Modified structure of deep neural network for training multi-fidelity data with non-common input variables

Multi-fidelity surrogate (MFS) modeling technology, which efficiently constructs surrogate models using low-fidelity (LF) and high-fidelity (HF) data, has been studied to enhance the predictive capability of engineering performances. In addition, several neural network (NN) structures for MFS modeling have been introduced, benefiting from recent developments in deep learning research. However, existing multi-fidelity (MF) NNs have been developed assuming identical sets of input variables for LF and HF data, a condition that is often not met in practical engineering systems. Therefore, this study proposes a new structure of composite NN designed for MF data with different input variables. The proposed network structure includes an input mapping network that connects the LF and HF data's input variables. Even when the physical relationship between these variables is unknown, the input mapping network can be concurrently trained during the process of training the whole network model.

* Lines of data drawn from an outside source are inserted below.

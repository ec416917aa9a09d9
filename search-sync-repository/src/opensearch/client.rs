//! OpenSearch client implementation.
//!
//! This module provides the concrete implementation of `SearchEngineClient`
//! using the OpenSearch Rust crate.

use async_trait::async_trait;
use opensearch::{
    cluster::ClusterStatsParts,
    http::{
        request::JsonBody,
        response::Response,
        transport::{SingleNodeConnectionPool, TransportBuilder},
    },
    indices::{
        IndicesCreateParts, IndicesDeleteParts, IndicesExistsAliasParts, IndicesGetAliasParts,
        IndicesGetMappingParts, IndicesGetSettingsParts, IndicesPutSettingsParts,
        IndicesRefreshParts, IndicesStatsParts,
    },
    tasks::TasksGetParts,
    BulkParts, CountParts, OpenSearch,
};
use serde_json::{json, Value};
use tracing::{debug, error, info};
use url::Url;

use crate::errors::SearchIndexError;
use crate::interfaces::SearchEngineClient;
use crate::types::{AliasSwitch, BulkOperation, BulkResponse, IndexSettings, TaskStatus};

/// OpenSearch client implementation.
///
/// # Example
///
/// ```ignore
/// let client = OpenSearchClient::new("http://localhost:9200").await?;
/// let count = client.documents_count("search-sync").await?;
/// ```
pub struct OpenSearchClient {
    client: OpenSearch,
}
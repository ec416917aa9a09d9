//! Durable scored-set store.
//!
//! Backs both the tracking queue shards and the indexing control waiting
//! queues. Every named set behaves like a sorted set: members are unique and
//! ordered by a score the store assigns from a per-set counter.

use async_trait::async_trait;

use crate::errors::StoreError;

/// A member of a scored set together with its current score.
pub type ScoredMember = (String, i64);

/// Trait for interacting with the scored-set store.
///
/// All methods must be atomic with respect to concurrent callers: an `upsert`
/// never loses a member and never produces duplicates, and reading then
/// removing a score range never removes a member that was re-scored in between.
#[async_trait]
pub trait QueueStore: Send + Sync {
    /// Add members at the back of `set`.
    ///
    /// Each member receives the next value of the set's counter, in argument
    /// order. A member already present is moved to the back instead of being
    /// duplicated.
    async fn upsert(&self, set: &str, members: &[String]) -> Result<(), StoreError>;

    /// Up to `limit` members with the lowest scores, lowest first.
    async fn range(&self, set: &str, limit: usize) -> Result<Vec<ScoredMember>, StoreError>;

    /// Remove every member whose score is within `[min, max]`.
    ///
    /// # Returns
    ///
    /// The number of members removed.
    async fn remove_range_by_score(&self, set: &str, min: i64, max: i64)
        -> Result<u64, StoreError>;

    /// Number of members in `set`.
    async fn len(&self, set: &str) -> Result<u64, StoreError>;

    /// Drop every member of `set` and reset its counter.
    async fn clear(&self, set: &str) -> Result<(), StoreError>;
}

Customized loss functions and activation variables are suggested in this study to facilitate forward and backward propagation for the proposed NN structures when training MF data with different inputs. The effectiveness of the proposed method, in terms of prediction accuracy, is demonstrated through mathematical examples and practical engineering problems related to tire performances. The results confirm that the proposed method offers better accuracy than existing surrogate models in most problems. Moreover, the proposed method proves advantageous for surrogate modeling of nonlinear or discrete functions, a characteristic feature of NN-based methods.